When you're involved in producing a game commercially you have far more practical constraints on what you can do. In fact as it turns out you have very little creative freedom and never enough time to produce something that you're satisfied with. This is because because the man paying your wages is telling you what to do. His shareholders tell him what to do. Unless it's "financially viable" it just doesn't get produced no matter how original or creative your concept may be.
The commercial gaming world is just not as diverse as it used to be 15 years ago and is now pretty much owned lock stock and barrel by a few giant companies. With few exceptions (only Portal springs to mind recently) independently developed commercial games are few and far between.
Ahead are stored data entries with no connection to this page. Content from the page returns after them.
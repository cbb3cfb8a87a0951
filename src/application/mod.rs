//! Application services (use cases).
//!
//! These services orchestrate domain logic and coordinate adapters
//! to implement the application's use cases.

pub mod review;

pub use review::ReviewService;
It didn't used to be this way but times have changed and diversity in gaming has been diminished away as a result. Big business discovered that vast amounts of money can be made churning out the same game over and over to adrenaline junkies and they will buy them because they are addicted. What is produced is dictated by sales figures, pure and simple.
Things are looking somewhat more optimistic recently with the success of Nintendo branching into the casual gaming market, and producing and supporting the production of a whole glut of games that do not pander to the generally recognised gamer demographic of a 16-25 year old male. However, true creativity will always come from gamers themselves not a bunch of suits sat around a board room table.
Places like this are so very important. Over the past two years played games from AGS that I'd consider to be far better than any adventure games currently available commercially. There is a wealth of imagination and talent here ;D I'm always telling people about it!
If people do not make games that they personally enjoy playing then where will diversity come from if not here and places like here?
Sadly there is no room for pure creativity in the world of commercial gaming. You're just expected to produce something hopefully bug free to a deadline, ship it then repeat.
I'd really like to produce my own game but I don't know if I'm brave enough yet, I'm a bit rusty. There's a game lurking inside me somewhere, but I just don't know if I should let it out :o
S
x
Thanks for all the answers guys,
I believe in adventure games to become something special, 4000 members here mean something and there is lots of quality around.
Everytime I download a new game I can see the genre grow to something different, I see a mix of genres to be born into something new.
You can also see that by looking at some of the art that recent AGS titles have. There is a new wave of artistic values coming into the scene. People that were only watching the classic game makers and their games are joining in and the overrall quality is higher.
We all miss those classic first AGS games, but we know that we will be only repeating the style if we continue to do it like that. The Classical Era is finished. Let us all welcome the new Era.